Search the entries for lines that contain the word "lived", and report each one found.

*Stored data:*
*-*-*
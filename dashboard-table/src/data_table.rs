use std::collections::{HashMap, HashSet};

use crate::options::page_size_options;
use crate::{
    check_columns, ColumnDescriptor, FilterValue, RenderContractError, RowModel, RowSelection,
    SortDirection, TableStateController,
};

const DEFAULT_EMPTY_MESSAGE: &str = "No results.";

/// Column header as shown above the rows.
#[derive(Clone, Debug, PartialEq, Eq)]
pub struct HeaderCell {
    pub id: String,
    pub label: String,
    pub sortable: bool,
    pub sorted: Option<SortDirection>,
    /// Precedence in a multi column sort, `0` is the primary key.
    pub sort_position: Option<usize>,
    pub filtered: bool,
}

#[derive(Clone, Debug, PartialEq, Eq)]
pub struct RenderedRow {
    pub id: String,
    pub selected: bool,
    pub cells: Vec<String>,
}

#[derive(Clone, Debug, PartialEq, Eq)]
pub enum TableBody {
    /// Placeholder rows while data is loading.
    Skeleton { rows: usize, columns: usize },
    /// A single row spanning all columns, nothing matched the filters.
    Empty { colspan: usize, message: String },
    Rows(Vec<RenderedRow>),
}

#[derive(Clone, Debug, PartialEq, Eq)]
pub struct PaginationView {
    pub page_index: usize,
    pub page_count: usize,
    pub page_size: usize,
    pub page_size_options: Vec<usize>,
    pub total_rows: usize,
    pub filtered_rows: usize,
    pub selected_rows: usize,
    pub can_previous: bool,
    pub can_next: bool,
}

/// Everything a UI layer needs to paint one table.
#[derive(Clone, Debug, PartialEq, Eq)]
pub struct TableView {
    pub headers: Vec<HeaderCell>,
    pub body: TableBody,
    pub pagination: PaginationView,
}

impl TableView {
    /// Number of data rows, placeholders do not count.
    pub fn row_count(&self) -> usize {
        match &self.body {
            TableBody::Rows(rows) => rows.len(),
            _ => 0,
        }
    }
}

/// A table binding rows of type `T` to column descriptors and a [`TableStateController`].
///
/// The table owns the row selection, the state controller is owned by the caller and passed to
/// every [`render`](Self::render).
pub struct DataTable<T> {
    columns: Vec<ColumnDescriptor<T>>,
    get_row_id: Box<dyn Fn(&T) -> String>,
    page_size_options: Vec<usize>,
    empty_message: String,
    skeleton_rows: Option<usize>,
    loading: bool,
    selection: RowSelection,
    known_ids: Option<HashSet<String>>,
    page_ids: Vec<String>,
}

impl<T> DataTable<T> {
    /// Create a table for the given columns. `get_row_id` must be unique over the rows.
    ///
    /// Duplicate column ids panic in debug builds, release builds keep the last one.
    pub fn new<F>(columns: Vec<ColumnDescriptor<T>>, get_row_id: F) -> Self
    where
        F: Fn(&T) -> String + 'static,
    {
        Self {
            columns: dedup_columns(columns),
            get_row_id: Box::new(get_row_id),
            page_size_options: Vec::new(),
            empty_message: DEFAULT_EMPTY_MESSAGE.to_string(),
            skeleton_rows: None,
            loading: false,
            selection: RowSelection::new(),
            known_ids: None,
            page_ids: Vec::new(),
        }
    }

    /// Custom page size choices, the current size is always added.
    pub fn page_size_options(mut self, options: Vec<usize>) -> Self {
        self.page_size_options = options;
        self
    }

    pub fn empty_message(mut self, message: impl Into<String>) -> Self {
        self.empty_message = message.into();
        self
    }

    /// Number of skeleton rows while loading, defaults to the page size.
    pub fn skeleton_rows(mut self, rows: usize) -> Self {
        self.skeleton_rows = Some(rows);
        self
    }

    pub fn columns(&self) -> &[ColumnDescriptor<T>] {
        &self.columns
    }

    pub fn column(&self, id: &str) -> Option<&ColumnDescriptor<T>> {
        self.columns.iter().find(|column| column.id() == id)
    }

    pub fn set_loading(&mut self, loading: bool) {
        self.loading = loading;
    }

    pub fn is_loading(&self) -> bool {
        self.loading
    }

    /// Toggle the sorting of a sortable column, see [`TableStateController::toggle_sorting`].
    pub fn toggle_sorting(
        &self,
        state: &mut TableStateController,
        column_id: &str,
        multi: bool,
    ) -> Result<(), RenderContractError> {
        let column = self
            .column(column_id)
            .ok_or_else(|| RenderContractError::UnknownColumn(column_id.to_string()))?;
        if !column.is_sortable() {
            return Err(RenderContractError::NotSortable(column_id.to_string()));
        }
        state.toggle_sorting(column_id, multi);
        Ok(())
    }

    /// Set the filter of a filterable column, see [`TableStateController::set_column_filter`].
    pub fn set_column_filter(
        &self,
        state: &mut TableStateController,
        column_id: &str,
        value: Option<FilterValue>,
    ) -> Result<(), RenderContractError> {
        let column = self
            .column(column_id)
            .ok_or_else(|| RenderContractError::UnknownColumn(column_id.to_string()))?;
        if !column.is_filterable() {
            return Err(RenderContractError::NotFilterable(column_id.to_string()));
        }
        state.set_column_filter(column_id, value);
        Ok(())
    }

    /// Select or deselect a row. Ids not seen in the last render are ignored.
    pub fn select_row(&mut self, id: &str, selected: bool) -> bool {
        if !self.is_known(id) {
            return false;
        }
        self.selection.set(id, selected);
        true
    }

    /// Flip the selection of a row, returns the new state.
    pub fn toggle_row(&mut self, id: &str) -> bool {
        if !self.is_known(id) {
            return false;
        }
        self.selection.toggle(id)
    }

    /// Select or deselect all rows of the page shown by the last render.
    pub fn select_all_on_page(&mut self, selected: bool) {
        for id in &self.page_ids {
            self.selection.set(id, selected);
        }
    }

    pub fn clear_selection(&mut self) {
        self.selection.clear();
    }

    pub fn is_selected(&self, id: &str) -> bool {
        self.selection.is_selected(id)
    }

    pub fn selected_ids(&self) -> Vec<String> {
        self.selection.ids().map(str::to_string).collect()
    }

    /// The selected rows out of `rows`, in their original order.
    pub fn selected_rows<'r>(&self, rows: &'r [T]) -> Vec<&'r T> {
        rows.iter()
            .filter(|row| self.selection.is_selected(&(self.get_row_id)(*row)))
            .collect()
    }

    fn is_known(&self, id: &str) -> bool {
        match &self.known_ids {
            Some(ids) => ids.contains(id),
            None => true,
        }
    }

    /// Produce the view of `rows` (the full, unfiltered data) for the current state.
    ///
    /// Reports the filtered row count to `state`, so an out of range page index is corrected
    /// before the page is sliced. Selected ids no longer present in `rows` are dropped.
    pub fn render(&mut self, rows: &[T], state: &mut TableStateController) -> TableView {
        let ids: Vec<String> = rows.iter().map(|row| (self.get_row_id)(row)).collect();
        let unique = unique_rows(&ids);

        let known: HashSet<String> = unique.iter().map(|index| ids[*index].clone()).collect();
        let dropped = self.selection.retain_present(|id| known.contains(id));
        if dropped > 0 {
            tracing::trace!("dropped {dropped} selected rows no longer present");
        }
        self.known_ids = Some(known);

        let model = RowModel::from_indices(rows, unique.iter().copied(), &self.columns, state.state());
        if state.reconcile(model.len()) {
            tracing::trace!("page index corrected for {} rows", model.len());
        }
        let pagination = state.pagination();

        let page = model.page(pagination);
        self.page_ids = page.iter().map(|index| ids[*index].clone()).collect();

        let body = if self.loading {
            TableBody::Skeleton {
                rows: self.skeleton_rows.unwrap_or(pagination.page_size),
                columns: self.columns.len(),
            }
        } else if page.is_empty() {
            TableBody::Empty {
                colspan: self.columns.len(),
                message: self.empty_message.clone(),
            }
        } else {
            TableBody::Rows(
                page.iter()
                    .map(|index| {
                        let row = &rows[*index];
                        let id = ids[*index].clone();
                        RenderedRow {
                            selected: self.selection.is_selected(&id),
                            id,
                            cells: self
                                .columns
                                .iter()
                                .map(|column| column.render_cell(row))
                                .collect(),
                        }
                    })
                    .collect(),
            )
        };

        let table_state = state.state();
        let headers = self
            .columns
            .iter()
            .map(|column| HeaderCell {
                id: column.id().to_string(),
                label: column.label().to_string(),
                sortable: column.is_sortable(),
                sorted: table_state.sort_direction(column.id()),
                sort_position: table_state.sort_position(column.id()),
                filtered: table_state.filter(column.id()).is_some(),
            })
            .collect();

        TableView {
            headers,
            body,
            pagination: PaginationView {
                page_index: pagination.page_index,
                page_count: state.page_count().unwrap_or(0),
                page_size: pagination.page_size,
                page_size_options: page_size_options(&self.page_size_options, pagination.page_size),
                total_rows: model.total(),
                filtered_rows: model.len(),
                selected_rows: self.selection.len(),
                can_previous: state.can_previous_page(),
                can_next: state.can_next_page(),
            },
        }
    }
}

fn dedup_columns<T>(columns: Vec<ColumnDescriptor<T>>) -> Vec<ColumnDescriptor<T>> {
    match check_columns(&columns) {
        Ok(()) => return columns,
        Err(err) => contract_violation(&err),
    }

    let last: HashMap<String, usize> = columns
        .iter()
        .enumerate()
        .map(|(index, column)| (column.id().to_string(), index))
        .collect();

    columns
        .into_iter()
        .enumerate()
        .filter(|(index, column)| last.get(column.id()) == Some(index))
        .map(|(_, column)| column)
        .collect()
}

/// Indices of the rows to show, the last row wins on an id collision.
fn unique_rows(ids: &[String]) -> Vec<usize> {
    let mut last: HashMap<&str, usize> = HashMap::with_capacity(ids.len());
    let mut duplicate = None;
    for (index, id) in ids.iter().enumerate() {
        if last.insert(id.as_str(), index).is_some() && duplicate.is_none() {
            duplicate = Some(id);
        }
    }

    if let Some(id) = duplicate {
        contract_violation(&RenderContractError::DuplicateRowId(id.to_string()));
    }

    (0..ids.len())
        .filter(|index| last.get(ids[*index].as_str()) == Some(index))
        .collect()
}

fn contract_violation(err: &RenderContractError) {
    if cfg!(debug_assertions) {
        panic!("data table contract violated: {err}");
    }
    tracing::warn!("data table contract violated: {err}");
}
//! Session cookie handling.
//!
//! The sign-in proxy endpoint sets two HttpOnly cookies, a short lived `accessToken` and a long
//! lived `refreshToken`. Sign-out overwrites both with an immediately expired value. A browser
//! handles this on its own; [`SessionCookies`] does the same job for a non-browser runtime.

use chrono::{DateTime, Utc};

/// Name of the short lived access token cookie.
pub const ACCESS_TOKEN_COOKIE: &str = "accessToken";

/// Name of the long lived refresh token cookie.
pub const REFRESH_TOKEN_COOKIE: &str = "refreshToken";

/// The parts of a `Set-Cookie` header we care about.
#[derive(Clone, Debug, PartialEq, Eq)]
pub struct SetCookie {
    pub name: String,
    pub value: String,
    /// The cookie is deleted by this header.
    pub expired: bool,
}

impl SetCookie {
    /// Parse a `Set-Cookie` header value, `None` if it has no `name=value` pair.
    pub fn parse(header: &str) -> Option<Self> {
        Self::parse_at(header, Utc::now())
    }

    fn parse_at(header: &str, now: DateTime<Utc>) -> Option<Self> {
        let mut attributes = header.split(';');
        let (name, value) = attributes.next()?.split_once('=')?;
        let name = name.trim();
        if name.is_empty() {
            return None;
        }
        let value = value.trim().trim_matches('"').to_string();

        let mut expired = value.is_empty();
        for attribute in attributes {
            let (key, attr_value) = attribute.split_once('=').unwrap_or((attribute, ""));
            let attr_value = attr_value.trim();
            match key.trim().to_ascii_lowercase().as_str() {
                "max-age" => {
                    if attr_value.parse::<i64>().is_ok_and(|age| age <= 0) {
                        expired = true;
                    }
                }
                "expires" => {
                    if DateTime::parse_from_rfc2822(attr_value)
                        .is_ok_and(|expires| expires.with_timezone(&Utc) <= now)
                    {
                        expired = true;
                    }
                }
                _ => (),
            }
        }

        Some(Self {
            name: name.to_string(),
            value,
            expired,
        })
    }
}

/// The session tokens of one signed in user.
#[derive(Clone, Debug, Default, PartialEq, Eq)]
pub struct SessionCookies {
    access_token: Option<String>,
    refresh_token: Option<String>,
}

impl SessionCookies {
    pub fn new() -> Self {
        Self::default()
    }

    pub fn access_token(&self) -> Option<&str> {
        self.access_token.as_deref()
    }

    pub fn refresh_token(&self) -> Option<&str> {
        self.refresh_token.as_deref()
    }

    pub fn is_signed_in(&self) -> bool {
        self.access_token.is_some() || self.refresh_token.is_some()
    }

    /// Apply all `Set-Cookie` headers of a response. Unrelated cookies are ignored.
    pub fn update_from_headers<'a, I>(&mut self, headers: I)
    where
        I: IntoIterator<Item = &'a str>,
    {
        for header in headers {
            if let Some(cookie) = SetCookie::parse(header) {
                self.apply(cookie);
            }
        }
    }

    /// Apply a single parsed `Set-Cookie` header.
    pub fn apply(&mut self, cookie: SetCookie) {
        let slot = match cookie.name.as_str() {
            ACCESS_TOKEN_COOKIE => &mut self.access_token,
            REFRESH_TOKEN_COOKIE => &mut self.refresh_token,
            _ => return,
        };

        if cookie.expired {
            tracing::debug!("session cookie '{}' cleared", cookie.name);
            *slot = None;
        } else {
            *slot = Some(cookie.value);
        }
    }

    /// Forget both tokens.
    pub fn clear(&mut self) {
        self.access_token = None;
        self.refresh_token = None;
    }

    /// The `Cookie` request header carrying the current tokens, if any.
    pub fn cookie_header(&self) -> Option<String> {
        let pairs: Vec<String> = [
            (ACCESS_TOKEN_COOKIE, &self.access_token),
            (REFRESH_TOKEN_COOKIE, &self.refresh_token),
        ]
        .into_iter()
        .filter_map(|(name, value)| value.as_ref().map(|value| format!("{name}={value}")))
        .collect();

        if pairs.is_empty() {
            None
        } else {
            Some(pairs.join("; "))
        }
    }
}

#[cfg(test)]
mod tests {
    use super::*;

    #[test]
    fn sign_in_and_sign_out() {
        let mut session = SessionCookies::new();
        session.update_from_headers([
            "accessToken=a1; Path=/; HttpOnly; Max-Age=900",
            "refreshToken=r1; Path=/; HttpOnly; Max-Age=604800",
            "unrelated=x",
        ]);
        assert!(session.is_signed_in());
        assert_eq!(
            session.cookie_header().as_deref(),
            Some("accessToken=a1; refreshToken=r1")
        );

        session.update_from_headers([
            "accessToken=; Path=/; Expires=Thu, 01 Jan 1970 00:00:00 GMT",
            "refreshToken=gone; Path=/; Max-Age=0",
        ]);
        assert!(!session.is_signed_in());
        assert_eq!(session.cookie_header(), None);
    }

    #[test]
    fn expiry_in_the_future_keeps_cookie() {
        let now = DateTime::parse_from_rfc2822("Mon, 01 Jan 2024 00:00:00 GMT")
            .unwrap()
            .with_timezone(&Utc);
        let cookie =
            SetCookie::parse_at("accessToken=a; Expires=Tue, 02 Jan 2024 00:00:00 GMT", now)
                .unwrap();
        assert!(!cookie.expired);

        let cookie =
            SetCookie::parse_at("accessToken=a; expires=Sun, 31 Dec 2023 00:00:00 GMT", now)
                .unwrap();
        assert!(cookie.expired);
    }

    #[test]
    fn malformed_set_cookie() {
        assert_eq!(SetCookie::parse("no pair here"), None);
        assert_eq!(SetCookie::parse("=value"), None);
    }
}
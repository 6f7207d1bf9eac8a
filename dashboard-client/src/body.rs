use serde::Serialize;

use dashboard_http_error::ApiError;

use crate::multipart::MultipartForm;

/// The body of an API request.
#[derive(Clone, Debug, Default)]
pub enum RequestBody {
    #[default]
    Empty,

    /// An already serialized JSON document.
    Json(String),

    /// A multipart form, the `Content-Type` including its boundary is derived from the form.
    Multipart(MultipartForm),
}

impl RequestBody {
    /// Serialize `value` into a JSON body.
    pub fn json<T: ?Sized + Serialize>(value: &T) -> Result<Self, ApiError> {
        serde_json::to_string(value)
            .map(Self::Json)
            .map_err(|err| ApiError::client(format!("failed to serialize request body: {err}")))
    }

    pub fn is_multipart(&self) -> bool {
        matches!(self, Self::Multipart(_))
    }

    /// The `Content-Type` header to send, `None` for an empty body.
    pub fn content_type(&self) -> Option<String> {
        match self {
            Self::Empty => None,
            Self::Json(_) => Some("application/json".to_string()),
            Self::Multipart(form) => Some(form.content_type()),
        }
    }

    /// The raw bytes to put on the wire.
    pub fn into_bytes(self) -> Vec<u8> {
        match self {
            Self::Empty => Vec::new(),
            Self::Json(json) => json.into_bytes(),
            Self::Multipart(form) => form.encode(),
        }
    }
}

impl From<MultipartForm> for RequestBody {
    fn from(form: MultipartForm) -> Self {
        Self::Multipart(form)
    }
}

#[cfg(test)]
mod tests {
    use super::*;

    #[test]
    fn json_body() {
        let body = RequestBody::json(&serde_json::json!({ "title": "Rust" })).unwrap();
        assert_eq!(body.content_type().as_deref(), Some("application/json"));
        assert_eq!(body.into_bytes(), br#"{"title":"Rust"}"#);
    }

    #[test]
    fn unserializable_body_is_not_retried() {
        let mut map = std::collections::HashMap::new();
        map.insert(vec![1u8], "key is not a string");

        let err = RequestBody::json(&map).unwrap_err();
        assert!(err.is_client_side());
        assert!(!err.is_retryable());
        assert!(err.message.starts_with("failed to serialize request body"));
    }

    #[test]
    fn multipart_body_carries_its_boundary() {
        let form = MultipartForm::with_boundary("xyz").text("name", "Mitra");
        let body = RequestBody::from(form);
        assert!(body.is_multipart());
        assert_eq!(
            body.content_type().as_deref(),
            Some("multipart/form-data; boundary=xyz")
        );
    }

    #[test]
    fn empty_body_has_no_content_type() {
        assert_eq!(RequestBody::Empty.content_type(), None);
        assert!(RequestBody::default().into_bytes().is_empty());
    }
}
*-*-*
*ANSWER TO THIS PROBLEM:*
//! The sign-in proxy endpoint sets two HttpOnly cookies, a short lived `accessToken` and a long
//! lived `refreshToken`. Sign-out overwrites both with an immediately expired value. A browser
/// Name of the short lived access token cookie.
/// Name of the long lived refresh token cookie.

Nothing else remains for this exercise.